(Stored items from a collection)
★ ★ ★ ★
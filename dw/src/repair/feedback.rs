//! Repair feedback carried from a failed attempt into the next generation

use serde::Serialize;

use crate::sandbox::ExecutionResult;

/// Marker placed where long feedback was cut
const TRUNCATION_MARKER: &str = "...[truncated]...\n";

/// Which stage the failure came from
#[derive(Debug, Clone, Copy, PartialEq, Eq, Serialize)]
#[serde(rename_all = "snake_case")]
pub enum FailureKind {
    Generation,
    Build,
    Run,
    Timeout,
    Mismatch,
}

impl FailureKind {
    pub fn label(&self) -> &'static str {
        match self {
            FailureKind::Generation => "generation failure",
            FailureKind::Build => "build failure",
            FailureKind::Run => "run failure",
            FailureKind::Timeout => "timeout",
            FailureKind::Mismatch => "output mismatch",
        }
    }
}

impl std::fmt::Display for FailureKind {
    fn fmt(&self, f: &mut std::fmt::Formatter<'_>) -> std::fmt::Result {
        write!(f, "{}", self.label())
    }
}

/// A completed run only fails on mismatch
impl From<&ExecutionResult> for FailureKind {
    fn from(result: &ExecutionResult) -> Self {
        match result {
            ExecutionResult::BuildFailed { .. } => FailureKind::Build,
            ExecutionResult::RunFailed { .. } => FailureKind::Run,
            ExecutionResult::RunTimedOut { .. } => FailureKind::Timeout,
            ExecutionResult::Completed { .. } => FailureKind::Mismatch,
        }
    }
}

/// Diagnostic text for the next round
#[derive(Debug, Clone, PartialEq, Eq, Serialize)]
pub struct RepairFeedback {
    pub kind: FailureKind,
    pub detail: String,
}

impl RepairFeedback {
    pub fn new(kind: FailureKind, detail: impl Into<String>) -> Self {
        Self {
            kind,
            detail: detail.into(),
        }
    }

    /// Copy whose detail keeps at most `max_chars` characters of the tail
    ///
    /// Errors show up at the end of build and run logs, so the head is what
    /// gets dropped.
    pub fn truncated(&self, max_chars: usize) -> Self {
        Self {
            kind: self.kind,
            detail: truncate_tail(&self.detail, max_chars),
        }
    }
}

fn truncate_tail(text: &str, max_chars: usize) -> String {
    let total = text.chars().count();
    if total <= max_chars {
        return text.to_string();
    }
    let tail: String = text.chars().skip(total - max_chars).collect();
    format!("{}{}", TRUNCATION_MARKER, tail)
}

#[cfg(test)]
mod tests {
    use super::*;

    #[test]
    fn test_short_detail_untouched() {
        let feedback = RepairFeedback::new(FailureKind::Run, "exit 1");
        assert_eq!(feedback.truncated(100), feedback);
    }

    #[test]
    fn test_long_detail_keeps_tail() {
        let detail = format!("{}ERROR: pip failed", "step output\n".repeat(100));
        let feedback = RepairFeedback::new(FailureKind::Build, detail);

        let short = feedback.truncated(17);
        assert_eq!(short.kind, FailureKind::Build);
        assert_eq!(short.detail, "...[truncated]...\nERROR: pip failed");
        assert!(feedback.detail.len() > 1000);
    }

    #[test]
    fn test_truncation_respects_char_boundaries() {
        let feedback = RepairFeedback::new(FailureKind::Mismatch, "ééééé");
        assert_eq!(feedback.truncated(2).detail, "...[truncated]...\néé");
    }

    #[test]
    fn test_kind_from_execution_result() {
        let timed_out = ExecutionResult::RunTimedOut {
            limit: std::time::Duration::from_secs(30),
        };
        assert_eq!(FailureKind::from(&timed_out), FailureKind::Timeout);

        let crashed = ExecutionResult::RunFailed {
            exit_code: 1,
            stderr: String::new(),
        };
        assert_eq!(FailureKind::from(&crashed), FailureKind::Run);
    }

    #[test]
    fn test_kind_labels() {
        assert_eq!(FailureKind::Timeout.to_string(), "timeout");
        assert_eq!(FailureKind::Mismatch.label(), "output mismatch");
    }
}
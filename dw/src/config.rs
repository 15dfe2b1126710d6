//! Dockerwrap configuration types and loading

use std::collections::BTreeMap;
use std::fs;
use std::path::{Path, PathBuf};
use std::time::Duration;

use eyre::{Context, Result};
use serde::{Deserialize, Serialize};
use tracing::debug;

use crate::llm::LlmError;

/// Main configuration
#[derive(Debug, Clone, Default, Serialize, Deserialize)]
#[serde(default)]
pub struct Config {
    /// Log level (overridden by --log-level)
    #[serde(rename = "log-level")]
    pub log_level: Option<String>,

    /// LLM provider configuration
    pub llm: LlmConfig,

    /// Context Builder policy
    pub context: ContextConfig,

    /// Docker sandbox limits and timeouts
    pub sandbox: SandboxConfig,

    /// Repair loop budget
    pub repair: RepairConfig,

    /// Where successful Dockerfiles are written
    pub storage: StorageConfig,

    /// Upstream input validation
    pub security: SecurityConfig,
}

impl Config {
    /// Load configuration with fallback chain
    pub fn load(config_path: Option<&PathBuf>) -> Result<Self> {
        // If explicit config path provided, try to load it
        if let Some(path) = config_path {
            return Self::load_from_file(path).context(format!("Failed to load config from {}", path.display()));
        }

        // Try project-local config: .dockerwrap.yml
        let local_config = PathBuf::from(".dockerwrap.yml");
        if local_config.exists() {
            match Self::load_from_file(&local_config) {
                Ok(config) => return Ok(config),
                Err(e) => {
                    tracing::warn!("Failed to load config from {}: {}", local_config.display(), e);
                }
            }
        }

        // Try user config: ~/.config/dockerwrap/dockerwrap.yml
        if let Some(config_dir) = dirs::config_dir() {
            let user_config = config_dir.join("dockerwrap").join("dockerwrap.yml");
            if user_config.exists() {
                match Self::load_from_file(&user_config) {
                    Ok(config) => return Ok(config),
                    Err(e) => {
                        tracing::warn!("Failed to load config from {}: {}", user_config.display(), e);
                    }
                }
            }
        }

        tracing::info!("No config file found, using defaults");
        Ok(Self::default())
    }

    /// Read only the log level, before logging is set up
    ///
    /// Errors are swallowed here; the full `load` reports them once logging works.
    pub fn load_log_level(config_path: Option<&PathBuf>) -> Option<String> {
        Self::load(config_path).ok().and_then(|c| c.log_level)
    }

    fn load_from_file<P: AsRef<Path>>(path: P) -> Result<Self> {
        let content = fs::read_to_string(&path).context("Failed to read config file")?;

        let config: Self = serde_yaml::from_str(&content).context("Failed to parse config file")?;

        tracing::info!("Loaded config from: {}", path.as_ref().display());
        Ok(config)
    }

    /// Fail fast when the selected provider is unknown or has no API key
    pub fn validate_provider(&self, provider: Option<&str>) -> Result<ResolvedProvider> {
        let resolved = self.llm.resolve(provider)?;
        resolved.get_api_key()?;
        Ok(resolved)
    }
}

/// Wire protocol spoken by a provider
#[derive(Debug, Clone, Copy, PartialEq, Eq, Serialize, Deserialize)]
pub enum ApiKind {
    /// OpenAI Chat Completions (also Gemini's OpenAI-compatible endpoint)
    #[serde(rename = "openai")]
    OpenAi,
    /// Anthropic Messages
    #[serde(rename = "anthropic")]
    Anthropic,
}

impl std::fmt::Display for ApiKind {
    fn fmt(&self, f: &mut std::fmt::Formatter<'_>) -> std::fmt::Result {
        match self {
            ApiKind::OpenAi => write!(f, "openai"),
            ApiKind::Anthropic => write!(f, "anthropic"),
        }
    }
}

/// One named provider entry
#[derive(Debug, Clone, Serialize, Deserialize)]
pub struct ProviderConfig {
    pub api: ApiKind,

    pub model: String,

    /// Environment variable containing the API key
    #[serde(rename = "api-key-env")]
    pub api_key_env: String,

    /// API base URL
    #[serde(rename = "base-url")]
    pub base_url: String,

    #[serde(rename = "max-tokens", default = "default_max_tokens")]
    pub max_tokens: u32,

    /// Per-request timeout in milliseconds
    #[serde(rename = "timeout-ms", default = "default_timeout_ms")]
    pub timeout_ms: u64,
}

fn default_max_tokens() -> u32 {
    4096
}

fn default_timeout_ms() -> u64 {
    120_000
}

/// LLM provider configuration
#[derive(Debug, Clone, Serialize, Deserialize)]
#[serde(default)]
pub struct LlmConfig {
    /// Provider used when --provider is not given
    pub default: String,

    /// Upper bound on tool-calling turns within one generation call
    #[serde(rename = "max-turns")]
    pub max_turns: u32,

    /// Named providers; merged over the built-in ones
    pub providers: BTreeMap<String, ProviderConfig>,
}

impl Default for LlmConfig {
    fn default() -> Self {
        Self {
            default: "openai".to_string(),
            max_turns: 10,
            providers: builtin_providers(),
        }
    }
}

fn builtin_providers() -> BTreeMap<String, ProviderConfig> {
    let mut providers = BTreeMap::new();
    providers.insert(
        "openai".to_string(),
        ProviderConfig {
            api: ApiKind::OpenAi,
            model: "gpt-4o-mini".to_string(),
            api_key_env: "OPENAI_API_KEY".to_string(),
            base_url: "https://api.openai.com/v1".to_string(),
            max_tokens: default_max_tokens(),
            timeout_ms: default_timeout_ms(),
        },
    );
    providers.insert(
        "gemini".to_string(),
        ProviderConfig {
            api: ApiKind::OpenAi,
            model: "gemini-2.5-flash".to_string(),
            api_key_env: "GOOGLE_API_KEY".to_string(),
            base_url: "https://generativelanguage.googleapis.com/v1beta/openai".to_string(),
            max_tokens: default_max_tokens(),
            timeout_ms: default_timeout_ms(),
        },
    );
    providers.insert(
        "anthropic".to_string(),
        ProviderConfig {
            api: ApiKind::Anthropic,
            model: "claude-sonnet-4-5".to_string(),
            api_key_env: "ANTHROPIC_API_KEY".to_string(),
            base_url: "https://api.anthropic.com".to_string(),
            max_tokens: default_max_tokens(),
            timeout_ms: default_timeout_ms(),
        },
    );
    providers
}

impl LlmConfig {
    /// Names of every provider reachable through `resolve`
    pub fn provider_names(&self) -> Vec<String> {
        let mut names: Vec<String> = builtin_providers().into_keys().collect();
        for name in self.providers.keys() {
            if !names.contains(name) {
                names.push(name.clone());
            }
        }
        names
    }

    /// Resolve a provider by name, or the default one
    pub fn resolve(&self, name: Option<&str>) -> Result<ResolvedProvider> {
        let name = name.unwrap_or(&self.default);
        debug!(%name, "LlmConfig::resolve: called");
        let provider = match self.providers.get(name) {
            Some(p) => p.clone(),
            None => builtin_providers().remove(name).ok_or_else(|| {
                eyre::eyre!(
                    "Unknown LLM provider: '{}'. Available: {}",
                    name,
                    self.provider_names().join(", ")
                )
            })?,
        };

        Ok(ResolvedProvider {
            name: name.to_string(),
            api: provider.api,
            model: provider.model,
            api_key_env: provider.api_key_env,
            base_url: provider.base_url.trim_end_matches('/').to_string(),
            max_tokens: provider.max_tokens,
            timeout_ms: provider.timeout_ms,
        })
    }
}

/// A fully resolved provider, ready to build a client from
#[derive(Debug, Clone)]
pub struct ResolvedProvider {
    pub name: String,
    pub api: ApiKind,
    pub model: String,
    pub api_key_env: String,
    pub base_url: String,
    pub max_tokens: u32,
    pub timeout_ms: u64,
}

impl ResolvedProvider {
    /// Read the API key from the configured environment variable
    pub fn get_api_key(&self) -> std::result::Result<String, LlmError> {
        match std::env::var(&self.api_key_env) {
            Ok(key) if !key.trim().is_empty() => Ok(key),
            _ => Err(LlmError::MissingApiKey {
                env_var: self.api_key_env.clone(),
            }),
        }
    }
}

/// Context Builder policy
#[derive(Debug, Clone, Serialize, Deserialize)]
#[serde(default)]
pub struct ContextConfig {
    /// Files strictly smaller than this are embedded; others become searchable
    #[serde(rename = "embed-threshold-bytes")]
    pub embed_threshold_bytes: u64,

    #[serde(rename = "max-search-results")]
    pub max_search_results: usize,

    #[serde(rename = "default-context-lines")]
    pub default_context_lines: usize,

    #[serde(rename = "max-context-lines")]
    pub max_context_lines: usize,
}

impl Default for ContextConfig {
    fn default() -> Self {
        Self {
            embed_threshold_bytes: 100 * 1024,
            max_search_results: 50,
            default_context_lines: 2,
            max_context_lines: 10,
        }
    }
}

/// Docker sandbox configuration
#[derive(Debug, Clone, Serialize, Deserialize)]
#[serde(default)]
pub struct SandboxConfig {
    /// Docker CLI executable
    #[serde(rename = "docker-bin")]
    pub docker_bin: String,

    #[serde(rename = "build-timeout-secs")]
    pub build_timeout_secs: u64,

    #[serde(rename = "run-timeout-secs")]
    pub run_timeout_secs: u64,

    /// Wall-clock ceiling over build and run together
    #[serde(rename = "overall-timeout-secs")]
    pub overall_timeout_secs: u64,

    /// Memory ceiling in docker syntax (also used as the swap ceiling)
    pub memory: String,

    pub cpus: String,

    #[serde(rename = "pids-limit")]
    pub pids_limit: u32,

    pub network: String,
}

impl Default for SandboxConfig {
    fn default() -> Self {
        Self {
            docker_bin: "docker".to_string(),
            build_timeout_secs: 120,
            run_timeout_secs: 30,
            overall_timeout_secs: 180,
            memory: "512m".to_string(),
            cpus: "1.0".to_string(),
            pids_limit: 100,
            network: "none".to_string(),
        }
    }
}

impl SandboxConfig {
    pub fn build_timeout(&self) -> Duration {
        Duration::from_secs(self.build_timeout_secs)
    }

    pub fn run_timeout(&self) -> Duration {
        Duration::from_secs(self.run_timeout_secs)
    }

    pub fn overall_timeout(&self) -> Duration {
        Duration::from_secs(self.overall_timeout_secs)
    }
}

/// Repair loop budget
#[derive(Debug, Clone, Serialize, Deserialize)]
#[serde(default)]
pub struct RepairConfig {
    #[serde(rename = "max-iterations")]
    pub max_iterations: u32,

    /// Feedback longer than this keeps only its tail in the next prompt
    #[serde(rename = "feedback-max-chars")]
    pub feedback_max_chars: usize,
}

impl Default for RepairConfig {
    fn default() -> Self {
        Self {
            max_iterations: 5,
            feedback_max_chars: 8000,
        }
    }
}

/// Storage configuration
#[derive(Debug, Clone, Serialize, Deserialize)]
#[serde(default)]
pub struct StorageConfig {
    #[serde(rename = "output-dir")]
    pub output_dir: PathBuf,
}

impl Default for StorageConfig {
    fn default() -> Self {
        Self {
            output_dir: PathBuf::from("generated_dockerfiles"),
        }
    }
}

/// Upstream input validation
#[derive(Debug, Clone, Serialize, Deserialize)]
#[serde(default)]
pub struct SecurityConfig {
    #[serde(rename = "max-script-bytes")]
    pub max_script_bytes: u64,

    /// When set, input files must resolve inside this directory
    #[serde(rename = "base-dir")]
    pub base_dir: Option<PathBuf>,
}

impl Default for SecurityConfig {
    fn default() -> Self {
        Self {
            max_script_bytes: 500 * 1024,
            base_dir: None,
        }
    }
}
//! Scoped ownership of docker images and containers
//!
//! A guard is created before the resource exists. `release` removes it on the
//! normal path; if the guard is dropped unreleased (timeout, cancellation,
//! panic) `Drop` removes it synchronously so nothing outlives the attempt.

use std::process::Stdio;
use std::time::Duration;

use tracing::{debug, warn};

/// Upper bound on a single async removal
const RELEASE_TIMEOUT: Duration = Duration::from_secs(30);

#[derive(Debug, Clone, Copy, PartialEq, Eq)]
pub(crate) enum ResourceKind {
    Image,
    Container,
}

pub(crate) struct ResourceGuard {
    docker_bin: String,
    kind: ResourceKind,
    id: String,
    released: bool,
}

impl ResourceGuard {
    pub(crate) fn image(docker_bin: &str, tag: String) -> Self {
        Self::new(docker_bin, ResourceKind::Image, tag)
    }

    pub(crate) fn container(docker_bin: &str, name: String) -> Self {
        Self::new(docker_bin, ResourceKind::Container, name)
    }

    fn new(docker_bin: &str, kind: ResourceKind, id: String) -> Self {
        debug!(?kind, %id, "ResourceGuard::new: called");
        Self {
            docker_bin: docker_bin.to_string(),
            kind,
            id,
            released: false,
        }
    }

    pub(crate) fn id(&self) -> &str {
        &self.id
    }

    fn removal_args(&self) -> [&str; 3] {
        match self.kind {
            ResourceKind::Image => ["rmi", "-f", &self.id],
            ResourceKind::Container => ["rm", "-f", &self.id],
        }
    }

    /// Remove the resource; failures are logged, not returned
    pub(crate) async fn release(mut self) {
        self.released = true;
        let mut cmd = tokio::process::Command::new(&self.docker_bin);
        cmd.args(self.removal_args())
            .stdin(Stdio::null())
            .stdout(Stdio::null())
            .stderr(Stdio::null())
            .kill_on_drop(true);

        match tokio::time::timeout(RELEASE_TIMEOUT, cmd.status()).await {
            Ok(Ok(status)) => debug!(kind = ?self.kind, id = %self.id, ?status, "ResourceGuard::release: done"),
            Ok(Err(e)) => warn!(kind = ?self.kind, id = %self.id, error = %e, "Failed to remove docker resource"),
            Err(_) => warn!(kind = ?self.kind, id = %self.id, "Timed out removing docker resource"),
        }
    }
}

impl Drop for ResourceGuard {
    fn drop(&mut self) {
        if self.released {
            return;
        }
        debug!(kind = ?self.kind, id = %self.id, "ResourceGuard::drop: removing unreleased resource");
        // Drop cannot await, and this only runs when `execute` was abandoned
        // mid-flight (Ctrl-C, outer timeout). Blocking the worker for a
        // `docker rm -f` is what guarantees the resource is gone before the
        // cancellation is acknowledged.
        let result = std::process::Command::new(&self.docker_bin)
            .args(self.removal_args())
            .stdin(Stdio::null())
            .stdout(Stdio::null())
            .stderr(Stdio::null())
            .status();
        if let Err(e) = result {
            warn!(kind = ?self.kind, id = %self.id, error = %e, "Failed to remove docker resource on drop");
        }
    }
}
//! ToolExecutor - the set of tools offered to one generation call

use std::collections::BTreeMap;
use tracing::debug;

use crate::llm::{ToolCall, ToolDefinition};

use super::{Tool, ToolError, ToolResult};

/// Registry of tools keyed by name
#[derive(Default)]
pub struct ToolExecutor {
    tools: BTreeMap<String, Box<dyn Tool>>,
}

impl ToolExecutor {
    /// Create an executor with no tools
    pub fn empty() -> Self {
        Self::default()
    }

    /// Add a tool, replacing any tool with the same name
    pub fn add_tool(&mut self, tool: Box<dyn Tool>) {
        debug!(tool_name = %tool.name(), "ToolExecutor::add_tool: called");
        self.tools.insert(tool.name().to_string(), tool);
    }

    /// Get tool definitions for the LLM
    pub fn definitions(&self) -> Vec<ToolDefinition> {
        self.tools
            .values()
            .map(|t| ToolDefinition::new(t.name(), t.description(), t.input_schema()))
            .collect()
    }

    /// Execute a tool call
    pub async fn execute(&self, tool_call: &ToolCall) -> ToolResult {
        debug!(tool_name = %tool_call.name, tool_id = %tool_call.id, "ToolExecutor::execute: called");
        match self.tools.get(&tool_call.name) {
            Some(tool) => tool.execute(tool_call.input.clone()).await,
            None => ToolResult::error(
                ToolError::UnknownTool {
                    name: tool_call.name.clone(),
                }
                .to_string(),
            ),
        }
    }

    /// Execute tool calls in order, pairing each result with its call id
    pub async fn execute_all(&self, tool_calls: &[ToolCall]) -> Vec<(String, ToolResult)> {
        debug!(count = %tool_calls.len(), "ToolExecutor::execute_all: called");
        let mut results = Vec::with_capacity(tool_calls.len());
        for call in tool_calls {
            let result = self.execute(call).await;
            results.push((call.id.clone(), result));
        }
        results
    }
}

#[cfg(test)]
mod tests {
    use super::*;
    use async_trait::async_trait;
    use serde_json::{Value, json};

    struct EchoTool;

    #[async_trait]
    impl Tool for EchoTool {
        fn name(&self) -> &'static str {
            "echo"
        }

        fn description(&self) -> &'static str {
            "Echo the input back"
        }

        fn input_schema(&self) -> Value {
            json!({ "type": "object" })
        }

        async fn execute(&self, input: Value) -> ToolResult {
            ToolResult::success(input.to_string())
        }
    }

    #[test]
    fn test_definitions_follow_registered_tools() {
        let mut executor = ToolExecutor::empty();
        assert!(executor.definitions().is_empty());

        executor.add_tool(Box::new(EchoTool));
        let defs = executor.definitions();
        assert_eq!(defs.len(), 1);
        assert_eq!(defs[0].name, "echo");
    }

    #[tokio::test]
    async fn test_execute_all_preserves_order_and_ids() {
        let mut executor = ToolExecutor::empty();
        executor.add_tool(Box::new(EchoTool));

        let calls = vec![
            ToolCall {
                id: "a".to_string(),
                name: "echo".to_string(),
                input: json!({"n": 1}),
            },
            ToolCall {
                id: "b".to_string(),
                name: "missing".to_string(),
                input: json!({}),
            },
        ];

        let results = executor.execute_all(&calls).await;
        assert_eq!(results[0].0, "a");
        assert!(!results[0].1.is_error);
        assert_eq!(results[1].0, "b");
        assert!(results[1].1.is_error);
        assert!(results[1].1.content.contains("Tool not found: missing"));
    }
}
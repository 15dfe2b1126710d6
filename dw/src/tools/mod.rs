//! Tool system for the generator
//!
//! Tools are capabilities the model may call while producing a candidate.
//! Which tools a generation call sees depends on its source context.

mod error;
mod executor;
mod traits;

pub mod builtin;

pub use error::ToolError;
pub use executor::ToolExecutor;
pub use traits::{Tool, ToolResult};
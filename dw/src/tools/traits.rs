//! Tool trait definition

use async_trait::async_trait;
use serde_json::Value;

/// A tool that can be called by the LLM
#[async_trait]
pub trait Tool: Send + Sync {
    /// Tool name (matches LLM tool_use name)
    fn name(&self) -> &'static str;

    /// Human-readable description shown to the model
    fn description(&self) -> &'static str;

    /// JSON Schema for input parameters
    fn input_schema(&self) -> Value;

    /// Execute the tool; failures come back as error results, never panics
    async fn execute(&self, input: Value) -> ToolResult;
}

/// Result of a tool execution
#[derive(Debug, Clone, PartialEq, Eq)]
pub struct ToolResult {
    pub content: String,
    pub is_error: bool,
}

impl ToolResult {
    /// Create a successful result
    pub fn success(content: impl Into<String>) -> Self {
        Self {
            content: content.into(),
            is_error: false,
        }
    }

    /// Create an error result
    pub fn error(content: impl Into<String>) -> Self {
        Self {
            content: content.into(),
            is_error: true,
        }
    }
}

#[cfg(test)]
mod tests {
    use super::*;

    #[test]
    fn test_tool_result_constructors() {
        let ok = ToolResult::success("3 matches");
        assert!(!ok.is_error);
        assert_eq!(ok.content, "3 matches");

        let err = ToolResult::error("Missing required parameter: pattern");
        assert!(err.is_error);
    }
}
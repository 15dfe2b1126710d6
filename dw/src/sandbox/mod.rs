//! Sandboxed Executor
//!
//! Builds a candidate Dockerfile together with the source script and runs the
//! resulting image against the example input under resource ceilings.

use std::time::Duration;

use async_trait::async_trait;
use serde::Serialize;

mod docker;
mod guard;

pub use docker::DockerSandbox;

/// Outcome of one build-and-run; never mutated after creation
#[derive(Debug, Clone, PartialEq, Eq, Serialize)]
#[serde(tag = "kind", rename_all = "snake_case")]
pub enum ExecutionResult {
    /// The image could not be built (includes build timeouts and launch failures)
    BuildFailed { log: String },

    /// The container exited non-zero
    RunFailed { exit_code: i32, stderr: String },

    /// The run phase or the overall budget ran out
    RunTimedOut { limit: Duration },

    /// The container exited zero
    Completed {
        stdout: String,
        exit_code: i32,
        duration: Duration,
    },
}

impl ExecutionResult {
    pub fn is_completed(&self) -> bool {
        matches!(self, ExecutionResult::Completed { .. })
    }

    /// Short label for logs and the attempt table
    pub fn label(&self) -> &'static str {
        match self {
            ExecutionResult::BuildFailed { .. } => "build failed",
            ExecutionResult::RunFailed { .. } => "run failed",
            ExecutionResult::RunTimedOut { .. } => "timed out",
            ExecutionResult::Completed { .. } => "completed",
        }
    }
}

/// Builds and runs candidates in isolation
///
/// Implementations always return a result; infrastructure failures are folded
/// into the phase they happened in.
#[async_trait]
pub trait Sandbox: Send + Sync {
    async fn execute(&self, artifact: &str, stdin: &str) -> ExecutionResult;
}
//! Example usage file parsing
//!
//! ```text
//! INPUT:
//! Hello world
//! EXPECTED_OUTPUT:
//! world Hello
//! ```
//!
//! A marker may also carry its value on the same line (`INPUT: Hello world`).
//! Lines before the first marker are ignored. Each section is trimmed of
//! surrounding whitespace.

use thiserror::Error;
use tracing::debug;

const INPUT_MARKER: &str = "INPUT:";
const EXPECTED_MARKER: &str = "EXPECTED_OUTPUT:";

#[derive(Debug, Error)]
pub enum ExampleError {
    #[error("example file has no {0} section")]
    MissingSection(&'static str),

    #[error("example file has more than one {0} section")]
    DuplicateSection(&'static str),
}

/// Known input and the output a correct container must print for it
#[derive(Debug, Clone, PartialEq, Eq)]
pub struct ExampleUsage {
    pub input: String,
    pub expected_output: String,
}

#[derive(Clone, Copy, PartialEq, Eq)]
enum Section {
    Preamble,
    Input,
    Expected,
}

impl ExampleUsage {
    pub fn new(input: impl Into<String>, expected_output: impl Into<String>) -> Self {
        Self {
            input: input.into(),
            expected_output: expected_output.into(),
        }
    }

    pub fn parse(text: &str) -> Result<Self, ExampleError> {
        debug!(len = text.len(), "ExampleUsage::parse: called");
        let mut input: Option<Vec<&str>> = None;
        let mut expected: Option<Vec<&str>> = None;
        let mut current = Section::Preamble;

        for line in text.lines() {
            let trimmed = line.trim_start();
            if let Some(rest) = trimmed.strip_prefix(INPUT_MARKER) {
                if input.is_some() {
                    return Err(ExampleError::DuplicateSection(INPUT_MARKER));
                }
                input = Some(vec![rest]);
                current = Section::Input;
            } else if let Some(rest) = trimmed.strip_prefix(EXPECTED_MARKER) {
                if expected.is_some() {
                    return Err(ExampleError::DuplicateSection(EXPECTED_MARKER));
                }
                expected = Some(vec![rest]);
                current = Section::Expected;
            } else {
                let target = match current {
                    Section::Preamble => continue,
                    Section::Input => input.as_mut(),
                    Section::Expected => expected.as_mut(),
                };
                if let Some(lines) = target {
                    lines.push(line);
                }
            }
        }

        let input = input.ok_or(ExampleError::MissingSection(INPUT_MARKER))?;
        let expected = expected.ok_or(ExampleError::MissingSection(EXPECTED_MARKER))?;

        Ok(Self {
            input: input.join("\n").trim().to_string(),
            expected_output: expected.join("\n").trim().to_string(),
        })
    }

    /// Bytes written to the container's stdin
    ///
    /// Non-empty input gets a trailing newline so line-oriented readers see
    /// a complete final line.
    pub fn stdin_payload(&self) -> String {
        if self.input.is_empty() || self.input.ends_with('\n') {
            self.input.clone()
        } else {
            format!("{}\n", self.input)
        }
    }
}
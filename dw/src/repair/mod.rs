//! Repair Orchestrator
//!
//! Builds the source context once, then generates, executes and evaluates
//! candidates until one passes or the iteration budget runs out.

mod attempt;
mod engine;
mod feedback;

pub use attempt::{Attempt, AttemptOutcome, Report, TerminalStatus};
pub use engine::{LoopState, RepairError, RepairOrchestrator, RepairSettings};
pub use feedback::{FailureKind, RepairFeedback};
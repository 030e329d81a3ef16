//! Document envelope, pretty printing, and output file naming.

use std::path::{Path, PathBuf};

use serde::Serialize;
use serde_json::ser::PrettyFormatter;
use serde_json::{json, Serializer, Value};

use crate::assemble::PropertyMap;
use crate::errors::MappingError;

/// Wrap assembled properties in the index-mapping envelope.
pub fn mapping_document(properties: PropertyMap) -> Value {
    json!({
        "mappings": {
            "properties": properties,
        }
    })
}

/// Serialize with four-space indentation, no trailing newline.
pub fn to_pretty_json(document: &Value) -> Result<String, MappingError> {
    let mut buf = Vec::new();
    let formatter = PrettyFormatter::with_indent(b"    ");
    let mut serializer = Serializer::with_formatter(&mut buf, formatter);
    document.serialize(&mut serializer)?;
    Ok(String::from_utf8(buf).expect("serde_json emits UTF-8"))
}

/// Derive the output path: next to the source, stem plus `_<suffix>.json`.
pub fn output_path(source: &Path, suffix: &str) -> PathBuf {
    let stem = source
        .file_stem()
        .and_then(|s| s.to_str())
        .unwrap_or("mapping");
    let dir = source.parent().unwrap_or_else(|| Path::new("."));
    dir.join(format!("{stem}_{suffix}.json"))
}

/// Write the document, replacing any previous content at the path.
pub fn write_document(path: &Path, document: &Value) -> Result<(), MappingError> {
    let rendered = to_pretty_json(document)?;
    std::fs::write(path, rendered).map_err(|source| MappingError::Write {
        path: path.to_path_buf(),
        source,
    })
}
★ ★ ★ ★
:: REQUIREMENT ::
Within the data above, how many lines contain the word "truncated"? Write only the number.

:: SOLUTION BELOW ::
6